* _ACTIVITY_
Return, from the listing that follows, each line containing the word "BoxCloneService".

-- Opening Marker --

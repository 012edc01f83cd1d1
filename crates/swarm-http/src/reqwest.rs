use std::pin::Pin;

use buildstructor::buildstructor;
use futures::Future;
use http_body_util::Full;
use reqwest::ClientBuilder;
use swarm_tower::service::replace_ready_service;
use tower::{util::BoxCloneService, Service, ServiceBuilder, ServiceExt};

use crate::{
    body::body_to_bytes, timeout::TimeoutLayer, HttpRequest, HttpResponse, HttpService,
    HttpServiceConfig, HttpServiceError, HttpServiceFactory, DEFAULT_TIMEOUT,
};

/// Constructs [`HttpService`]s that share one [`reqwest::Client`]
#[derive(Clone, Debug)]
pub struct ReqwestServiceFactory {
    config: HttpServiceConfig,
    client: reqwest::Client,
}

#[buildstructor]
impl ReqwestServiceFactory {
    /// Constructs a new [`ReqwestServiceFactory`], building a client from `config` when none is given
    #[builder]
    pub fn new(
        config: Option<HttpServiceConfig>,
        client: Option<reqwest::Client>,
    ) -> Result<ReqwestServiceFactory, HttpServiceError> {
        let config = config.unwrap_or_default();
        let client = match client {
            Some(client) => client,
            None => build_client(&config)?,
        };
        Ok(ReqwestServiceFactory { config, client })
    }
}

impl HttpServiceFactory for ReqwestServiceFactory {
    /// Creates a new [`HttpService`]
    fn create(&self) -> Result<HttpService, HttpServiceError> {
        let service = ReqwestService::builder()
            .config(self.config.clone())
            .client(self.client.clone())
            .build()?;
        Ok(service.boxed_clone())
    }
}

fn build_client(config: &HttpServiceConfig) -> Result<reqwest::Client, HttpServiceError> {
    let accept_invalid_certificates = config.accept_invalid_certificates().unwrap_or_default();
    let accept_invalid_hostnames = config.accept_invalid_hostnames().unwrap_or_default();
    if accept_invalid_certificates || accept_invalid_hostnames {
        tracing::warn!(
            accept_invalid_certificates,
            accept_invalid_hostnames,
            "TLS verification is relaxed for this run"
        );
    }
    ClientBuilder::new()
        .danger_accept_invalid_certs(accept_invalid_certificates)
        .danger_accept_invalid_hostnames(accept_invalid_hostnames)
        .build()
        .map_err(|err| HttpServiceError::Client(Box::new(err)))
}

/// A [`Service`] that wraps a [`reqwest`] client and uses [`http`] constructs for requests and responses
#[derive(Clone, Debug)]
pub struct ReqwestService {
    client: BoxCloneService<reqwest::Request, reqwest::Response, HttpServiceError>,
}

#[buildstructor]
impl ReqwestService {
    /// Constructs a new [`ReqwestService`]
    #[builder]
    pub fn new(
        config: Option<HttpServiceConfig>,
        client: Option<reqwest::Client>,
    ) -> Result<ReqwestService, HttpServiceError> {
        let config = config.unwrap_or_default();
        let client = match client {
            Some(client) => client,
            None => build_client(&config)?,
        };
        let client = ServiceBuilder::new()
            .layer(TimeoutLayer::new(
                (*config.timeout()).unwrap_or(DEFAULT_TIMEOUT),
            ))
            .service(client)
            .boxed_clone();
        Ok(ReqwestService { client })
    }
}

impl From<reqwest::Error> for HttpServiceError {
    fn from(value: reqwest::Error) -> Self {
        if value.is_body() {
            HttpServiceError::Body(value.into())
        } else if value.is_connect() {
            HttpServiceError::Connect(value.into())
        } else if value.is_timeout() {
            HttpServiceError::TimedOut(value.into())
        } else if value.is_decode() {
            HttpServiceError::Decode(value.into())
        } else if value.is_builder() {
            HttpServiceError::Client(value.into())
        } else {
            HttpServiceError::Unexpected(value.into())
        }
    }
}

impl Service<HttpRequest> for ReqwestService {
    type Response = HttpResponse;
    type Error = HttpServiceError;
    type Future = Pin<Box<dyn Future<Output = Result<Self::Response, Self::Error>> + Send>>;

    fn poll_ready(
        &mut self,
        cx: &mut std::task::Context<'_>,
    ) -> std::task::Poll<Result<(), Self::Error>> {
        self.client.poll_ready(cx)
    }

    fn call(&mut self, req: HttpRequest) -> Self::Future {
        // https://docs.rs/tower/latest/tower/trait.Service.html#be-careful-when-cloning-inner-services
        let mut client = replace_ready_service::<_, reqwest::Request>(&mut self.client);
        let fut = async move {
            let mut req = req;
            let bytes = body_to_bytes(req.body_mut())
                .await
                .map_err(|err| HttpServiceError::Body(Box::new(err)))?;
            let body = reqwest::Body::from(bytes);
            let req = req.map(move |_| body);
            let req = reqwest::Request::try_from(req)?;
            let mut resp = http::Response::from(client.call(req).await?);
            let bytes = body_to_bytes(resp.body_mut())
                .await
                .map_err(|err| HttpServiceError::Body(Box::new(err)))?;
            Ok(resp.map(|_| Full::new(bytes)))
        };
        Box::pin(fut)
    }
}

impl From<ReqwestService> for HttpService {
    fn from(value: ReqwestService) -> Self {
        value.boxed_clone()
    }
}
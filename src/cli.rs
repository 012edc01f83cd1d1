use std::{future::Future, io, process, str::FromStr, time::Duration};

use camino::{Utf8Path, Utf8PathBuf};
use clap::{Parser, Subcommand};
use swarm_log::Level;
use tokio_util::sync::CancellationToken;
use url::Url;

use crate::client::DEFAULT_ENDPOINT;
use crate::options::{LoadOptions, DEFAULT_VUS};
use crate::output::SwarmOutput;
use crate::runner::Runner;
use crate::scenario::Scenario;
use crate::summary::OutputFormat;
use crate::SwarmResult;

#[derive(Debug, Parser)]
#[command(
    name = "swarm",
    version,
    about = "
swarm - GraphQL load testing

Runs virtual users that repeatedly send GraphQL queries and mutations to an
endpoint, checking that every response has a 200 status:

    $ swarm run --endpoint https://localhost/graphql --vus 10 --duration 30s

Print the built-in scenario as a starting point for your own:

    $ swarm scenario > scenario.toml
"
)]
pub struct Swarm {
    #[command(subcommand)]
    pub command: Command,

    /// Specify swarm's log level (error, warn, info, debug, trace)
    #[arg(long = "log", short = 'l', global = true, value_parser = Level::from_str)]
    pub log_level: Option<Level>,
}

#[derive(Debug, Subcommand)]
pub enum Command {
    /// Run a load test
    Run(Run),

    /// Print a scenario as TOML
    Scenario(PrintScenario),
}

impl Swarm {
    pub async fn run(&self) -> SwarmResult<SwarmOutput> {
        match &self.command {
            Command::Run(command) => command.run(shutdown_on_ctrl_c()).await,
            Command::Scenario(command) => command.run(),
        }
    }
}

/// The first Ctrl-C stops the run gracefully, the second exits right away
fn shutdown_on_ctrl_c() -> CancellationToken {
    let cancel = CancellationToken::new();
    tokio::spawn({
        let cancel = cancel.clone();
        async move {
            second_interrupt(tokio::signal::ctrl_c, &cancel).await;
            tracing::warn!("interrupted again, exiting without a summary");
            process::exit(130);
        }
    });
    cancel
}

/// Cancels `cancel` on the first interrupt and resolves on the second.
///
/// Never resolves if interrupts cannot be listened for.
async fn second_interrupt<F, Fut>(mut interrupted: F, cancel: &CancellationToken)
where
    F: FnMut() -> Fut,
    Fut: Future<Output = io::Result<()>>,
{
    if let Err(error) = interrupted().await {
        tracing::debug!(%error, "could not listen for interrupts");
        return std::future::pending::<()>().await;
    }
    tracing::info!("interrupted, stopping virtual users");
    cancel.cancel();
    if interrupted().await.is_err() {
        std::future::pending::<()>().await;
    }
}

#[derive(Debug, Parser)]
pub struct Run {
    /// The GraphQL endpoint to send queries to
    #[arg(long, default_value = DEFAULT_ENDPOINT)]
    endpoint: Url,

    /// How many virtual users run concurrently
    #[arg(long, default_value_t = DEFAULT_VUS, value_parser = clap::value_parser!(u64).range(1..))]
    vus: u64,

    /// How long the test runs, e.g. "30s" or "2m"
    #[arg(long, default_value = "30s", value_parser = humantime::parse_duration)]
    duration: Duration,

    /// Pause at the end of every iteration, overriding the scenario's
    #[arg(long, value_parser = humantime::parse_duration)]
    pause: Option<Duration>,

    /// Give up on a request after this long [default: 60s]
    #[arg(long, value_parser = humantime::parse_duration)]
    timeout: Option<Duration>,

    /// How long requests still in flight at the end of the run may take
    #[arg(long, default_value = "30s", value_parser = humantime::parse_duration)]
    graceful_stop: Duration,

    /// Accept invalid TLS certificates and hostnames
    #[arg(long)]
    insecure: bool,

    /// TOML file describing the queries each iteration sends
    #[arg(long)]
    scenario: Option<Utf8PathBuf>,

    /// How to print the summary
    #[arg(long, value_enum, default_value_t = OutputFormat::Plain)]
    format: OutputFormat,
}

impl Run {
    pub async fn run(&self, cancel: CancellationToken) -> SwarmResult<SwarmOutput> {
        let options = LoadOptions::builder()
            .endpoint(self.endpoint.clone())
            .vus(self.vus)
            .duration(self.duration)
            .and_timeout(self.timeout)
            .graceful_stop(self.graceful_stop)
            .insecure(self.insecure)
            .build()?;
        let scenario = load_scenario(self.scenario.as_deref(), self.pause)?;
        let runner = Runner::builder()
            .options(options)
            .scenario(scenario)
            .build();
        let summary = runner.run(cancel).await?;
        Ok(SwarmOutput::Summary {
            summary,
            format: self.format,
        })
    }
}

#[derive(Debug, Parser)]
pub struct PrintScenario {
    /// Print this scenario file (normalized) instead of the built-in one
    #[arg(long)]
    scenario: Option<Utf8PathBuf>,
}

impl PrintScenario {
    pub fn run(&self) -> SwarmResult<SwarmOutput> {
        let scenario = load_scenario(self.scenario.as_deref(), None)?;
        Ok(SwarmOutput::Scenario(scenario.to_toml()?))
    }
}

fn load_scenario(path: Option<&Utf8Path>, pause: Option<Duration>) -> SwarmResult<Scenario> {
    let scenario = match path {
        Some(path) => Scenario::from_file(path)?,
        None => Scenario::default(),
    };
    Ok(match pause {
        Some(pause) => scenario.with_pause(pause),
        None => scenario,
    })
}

-- Closing Marker --
-- Opening Marker --

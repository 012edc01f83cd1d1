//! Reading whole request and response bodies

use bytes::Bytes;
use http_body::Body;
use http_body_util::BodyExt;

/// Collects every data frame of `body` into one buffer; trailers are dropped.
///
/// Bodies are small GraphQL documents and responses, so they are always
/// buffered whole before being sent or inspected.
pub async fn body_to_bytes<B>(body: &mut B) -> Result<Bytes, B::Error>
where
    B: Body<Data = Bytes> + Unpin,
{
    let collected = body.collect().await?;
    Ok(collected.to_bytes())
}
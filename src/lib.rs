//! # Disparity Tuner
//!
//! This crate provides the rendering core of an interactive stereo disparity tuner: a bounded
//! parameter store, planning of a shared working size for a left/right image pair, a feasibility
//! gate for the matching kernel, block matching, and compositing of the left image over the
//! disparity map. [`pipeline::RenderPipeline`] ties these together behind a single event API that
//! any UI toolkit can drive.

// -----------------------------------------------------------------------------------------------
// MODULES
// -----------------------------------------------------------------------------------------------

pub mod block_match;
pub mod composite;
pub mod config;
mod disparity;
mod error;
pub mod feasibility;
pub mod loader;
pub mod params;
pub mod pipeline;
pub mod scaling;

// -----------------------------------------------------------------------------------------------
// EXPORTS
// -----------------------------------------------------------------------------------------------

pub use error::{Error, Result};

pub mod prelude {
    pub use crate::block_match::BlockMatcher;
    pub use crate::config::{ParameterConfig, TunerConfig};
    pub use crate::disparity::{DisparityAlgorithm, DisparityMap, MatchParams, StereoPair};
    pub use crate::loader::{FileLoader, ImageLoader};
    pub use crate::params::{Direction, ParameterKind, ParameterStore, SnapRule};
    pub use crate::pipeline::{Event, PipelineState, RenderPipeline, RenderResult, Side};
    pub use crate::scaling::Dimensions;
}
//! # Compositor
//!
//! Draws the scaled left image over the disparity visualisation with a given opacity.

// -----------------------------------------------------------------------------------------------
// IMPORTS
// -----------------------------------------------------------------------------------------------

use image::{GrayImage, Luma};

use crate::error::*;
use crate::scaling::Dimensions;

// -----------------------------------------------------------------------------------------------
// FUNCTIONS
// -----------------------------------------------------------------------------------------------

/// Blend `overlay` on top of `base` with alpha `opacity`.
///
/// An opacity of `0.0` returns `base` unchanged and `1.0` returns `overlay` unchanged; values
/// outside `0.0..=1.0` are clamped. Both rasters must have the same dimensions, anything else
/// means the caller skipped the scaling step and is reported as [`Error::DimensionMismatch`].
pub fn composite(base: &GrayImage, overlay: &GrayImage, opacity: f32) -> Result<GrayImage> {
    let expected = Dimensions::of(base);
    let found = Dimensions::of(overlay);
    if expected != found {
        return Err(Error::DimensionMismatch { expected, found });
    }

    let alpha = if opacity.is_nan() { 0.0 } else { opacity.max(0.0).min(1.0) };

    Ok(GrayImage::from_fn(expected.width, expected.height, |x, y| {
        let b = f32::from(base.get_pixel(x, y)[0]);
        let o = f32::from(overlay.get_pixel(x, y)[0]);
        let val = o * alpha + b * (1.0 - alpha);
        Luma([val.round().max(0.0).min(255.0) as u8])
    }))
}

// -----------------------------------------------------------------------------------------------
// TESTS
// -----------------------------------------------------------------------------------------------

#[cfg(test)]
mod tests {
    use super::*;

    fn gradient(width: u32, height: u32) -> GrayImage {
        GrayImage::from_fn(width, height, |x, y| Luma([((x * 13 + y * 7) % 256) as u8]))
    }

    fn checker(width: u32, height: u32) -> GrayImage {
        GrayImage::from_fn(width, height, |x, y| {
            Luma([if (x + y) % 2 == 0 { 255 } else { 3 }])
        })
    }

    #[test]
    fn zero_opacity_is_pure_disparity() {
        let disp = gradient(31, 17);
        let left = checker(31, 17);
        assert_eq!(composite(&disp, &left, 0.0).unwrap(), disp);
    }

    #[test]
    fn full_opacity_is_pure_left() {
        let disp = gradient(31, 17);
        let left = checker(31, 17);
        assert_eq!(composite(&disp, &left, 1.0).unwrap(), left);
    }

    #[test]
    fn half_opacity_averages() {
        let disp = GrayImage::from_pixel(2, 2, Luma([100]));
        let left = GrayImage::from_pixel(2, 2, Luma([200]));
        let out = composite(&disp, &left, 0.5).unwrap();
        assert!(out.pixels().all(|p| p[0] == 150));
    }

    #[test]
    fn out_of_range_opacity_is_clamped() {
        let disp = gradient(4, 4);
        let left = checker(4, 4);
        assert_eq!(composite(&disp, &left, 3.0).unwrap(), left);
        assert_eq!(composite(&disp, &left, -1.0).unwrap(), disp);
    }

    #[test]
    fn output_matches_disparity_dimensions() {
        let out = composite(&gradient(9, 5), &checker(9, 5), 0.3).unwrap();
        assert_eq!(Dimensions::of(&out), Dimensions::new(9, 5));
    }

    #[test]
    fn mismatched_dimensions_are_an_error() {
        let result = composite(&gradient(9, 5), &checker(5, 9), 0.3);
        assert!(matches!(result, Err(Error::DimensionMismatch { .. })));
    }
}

-- Closing Marker --

* _SOLVED PROBLEM_
use tower::{util::BoxCloneService, Service, ServiceBuilder, ServiceExt};
    client: BoxCloneService<reqwest::Request, reqwest::Response, HttpServiceError>,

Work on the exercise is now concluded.